▸ **What to produce**: Please print the entries below exactly, from the line with "switch on the" through the line with "its active level.", including both of those lines and leaving out all others.

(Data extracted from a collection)
'''
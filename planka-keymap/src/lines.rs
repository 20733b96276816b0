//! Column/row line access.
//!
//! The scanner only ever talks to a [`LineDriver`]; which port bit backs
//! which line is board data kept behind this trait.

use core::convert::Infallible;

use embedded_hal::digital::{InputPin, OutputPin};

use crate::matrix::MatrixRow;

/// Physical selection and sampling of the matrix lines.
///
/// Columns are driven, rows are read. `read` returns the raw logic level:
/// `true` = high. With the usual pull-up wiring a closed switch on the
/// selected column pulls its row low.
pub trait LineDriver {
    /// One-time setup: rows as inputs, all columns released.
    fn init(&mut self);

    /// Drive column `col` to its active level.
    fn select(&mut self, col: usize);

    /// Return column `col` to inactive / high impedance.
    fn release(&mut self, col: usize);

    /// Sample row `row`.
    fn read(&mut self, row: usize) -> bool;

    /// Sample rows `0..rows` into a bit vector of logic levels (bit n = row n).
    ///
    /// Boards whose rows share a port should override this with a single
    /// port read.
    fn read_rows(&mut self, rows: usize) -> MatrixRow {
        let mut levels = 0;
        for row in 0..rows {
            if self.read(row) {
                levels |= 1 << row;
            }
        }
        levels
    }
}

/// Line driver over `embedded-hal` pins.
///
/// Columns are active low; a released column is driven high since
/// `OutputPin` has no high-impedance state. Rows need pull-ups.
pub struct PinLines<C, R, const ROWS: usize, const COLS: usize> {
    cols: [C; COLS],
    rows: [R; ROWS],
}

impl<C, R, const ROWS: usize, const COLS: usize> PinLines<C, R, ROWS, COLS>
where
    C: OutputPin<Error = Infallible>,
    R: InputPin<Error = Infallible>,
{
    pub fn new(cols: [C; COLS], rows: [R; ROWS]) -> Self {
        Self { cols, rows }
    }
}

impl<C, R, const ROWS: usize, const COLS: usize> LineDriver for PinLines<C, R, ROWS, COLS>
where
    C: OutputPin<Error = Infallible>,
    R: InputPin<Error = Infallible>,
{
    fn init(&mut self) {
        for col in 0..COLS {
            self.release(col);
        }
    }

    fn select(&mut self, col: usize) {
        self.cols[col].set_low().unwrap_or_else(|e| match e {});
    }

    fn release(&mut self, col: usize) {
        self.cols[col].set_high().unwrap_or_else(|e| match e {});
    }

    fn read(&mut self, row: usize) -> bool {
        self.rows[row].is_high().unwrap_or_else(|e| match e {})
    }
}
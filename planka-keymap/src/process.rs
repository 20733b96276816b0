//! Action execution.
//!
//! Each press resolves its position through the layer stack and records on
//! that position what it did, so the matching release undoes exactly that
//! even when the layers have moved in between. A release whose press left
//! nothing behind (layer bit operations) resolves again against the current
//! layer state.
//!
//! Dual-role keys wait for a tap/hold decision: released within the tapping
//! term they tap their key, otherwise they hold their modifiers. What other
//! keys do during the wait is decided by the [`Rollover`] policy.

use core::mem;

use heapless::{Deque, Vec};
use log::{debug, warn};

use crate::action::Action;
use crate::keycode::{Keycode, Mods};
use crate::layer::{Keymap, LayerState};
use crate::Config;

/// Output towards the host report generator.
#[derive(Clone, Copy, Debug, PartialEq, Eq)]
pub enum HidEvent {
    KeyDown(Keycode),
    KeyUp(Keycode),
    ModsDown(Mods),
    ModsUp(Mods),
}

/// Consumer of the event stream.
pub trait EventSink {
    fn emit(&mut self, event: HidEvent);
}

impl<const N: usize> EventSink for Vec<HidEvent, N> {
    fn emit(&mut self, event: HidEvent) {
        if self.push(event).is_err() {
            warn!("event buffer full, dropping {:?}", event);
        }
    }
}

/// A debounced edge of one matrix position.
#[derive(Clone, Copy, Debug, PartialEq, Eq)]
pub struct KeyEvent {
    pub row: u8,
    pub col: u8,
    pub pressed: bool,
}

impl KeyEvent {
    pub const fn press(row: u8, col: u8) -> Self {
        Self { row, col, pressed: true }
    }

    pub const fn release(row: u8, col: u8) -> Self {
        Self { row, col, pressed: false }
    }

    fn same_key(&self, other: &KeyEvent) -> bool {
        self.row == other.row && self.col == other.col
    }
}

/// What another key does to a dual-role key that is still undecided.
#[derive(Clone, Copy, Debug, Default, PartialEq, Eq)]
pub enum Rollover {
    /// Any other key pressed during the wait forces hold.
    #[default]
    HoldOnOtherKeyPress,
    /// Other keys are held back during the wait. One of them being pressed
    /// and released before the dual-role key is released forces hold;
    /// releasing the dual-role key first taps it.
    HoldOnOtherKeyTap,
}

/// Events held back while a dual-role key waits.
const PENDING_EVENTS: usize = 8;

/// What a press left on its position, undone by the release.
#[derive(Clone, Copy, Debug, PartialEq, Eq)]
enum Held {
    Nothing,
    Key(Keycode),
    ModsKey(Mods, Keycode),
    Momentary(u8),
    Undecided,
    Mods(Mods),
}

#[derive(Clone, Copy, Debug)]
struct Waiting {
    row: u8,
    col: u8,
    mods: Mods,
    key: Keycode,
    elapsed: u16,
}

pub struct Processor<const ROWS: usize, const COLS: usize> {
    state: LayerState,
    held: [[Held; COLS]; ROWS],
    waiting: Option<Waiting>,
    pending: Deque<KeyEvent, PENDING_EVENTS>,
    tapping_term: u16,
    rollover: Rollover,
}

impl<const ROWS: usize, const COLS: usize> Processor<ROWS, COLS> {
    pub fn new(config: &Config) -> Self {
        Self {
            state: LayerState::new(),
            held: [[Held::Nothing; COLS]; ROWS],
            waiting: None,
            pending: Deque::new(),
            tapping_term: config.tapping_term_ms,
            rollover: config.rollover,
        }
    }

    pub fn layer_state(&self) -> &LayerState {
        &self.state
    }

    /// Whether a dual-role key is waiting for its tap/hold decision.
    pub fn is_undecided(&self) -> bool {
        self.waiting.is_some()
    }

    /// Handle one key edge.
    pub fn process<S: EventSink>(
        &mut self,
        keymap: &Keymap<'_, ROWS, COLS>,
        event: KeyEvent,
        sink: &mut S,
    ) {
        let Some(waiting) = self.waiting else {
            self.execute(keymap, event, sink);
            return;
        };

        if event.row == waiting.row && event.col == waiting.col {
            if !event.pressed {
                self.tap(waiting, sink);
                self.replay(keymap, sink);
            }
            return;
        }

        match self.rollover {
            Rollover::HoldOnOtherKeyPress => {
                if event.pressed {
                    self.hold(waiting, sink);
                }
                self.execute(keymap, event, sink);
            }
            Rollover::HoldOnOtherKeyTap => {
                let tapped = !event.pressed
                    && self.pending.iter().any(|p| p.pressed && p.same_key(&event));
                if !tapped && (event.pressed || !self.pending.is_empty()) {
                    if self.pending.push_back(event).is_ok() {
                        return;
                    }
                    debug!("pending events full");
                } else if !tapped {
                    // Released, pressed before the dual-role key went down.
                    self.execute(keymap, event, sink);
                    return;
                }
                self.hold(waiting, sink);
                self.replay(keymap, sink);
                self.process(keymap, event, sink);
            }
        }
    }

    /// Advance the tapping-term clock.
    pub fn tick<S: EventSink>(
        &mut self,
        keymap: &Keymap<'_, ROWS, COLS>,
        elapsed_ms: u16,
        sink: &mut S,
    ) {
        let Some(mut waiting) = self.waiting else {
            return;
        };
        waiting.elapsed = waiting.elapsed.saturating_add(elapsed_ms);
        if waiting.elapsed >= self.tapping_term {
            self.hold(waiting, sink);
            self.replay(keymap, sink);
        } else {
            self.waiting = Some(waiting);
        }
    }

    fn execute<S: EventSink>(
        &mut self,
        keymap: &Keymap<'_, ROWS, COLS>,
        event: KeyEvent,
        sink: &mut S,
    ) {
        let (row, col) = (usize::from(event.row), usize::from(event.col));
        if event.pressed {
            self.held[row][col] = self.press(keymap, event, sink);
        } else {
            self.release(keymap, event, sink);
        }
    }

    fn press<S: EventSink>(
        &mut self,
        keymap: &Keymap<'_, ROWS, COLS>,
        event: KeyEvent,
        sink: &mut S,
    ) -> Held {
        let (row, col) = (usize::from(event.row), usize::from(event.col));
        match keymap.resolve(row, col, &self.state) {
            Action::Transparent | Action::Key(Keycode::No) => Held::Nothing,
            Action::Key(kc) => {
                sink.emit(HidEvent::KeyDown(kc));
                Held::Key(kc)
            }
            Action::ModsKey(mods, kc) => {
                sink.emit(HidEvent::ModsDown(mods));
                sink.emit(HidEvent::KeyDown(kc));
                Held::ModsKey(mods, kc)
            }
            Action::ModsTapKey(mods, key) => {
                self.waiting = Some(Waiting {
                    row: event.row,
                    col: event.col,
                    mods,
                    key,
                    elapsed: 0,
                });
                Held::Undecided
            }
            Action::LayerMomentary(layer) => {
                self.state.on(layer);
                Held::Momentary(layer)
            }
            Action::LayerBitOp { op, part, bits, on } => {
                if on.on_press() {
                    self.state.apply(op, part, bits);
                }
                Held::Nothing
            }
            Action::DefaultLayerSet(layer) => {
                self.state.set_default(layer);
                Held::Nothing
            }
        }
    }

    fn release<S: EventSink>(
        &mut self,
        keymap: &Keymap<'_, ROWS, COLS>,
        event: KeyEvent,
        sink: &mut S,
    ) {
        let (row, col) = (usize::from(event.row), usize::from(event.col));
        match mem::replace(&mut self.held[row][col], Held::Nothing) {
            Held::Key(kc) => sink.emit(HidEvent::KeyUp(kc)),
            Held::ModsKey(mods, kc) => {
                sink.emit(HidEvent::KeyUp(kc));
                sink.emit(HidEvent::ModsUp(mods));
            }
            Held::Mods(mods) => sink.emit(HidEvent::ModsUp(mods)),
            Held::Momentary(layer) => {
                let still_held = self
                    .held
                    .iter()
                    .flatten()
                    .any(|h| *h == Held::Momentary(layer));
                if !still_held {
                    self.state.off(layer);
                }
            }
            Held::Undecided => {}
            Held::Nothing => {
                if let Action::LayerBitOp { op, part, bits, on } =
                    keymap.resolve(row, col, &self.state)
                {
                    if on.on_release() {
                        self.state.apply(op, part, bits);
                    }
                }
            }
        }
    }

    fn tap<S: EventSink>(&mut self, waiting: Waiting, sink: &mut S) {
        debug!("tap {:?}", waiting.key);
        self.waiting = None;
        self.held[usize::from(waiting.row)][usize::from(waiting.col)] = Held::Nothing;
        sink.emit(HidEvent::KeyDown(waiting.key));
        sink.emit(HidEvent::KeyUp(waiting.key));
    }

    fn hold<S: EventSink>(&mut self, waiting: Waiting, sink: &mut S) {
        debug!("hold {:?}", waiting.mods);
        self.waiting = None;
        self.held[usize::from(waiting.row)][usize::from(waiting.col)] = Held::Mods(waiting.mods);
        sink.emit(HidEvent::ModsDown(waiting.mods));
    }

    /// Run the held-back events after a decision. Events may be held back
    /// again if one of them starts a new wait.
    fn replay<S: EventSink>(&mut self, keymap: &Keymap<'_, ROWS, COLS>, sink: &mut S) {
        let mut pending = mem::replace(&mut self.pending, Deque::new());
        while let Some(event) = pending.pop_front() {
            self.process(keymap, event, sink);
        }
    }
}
'''
▸ **Written answer**:
/// `true` = high. With the usual pull-up wiring a closed switch on the
/// selected column pulls its row low.
pub trait LineDriver {
    /// One-time setup: rows as inputs, all columns released.
    fn init(&mut self);

    /// Drive column `col` to its active level.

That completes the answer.